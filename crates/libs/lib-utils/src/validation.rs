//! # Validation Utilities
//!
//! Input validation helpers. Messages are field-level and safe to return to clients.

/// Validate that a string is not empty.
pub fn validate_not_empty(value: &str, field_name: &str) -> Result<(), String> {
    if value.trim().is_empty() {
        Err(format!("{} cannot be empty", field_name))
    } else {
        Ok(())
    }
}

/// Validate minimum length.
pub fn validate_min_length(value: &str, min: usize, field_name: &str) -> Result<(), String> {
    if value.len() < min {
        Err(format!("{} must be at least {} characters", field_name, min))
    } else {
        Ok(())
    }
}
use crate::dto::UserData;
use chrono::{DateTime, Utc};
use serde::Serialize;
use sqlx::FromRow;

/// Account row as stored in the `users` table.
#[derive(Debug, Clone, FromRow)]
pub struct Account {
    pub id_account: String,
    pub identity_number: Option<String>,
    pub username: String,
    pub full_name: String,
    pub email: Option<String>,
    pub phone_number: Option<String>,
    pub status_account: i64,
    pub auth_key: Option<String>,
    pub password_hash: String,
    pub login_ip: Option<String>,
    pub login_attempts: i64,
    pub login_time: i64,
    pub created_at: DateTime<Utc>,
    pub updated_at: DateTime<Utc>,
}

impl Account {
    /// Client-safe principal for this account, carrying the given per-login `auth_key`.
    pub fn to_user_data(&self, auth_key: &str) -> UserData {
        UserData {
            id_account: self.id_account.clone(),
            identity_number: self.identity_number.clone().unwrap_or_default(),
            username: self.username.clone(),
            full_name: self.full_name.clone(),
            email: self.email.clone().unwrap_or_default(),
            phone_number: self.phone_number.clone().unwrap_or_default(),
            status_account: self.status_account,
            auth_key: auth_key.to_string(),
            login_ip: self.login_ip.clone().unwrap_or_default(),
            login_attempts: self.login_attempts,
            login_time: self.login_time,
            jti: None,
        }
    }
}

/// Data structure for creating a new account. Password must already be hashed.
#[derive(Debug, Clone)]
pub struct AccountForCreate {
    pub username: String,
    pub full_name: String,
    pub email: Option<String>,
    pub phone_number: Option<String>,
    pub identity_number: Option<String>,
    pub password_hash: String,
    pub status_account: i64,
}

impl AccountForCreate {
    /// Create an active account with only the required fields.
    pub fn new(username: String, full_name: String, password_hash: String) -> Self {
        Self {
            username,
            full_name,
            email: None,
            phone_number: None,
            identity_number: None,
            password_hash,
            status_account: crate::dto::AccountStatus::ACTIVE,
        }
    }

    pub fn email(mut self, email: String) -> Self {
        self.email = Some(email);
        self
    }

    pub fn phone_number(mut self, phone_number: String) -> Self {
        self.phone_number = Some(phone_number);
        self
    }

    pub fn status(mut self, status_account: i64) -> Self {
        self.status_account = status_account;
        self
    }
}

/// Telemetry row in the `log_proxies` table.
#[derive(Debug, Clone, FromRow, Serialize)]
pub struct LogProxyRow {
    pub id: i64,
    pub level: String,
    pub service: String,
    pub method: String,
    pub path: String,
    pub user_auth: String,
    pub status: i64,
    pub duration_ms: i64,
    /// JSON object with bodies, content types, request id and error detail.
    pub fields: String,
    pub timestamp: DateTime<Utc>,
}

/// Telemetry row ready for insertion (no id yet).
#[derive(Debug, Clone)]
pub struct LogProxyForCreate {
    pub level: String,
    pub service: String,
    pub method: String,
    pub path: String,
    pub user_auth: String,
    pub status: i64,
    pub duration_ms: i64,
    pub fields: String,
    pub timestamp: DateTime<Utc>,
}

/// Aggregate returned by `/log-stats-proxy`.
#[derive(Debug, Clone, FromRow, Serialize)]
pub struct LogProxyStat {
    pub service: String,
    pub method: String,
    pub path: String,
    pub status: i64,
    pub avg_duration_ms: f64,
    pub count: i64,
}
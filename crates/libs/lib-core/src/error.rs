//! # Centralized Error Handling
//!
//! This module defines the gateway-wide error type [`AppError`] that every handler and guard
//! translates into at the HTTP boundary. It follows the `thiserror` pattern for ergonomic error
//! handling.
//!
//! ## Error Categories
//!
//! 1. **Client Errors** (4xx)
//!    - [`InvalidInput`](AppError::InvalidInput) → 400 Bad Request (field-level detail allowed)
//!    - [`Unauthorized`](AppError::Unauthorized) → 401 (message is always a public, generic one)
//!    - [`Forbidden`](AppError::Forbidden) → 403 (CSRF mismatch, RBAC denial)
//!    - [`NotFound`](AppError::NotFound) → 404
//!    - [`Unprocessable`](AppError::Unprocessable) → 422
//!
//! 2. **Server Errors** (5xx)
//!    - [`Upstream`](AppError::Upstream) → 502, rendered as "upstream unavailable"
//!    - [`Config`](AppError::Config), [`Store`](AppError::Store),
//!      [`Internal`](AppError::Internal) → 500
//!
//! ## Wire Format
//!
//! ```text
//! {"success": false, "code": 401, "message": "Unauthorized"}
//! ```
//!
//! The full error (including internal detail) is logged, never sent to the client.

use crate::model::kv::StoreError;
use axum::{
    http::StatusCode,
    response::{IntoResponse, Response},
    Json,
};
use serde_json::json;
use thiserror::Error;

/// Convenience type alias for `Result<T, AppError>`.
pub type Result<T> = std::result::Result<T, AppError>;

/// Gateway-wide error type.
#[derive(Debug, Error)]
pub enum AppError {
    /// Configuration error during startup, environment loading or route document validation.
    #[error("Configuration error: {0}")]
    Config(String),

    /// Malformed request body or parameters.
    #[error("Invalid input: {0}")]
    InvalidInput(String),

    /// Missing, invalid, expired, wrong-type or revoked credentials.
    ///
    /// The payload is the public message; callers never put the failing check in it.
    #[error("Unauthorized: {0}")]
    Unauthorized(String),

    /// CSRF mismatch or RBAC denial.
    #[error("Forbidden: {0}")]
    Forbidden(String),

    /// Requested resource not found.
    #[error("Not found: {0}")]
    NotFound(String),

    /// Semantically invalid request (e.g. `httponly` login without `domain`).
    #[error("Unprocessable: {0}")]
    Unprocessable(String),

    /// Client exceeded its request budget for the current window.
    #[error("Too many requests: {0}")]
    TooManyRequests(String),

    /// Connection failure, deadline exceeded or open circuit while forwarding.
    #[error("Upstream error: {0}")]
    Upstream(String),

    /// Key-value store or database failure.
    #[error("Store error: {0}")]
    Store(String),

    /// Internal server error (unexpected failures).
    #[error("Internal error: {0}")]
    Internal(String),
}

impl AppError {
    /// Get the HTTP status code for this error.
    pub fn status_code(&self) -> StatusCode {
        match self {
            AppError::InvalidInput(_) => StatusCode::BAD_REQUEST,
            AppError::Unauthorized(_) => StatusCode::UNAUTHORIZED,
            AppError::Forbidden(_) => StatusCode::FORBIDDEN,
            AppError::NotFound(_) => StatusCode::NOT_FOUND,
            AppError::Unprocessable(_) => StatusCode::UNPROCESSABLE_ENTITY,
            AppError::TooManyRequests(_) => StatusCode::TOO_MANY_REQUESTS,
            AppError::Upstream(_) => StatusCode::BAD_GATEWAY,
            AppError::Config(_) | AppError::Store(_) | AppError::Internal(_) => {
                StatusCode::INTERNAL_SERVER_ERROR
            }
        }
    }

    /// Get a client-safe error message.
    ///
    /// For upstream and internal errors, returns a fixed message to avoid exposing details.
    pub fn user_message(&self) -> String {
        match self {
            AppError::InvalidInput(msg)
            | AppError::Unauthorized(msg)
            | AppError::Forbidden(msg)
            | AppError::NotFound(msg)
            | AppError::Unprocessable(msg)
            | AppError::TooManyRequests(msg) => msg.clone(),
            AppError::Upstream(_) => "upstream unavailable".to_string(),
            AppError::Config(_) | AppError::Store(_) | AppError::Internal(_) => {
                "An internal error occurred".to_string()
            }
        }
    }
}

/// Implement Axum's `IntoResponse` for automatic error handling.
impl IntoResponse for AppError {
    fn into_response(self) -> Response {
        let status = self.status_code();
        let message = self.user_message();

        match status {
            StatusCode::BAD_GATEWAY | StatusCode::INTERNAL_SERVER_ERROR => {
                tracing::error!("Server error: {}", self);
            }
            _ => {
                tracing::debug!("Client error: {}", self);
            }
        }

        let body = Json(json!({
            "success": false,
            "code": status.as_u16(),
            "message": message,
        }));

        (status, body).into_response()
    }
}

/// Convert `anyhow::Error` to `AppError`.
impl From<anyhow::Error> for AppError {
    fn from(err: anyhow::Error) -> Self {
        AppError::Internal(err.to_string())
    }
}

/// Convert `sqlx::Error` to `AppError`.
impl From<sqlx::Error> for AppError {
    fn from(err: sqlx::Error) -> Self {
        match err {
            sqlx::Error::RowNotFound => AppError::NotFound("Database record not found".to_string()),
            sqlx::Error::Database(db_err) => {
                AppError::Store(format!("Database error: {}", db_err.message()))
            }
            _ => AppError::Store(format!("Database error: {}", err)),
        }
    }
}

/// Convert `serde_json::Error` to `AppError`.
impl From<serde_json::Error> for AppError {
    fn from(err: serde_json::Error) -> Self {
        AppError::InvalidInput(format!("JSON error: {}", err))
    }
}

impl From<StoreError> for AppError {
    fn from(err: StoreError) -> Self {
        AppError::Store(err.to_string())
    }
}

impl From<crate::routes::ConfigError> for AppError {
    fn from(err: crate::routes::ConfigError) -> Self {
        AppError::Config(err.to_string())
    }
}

■ **About this task**
Look above for the line with "impl From<anyhow::Error> for" and the line with "fn from(err: StoreError)"; transcribe both and all lines in between, exactly, and nothing else.

■ **Answer space**
impl From<anyhow::Error> for AppError {
    fn from(err: anyhow::Error) -> Self {
        AppError::Internal(err.to_string())
    }
}

/// Convert `sqlx::Error` to `AppError`.
impl From<sqlx::Error> for AppError {
    fn from(err: sqlx::Error) -> Self {
        match err {
            sqlx::Error::RowNotFound => AppError::NotFound("Database record not found".to_string()),
            sqlx::Error::Database(db_err) => {
                AppError::Store(format!("Database error: {}", db_err.message()))
            }
            _ => AppError::Store(format!("Database error: {}", err)),
        }
    }
}

/// Convert `serde_json::Error` to `AppError`.
impl From<serde_json::Error> for AppError {
    fn from(err: serde_json::Error) -> Self {
        AppError::InvalidInput(format!("JSON error: {}", err))
    }
}

impl From<StoreError> for AppError {
    fn from(err: StoreError) -> Self {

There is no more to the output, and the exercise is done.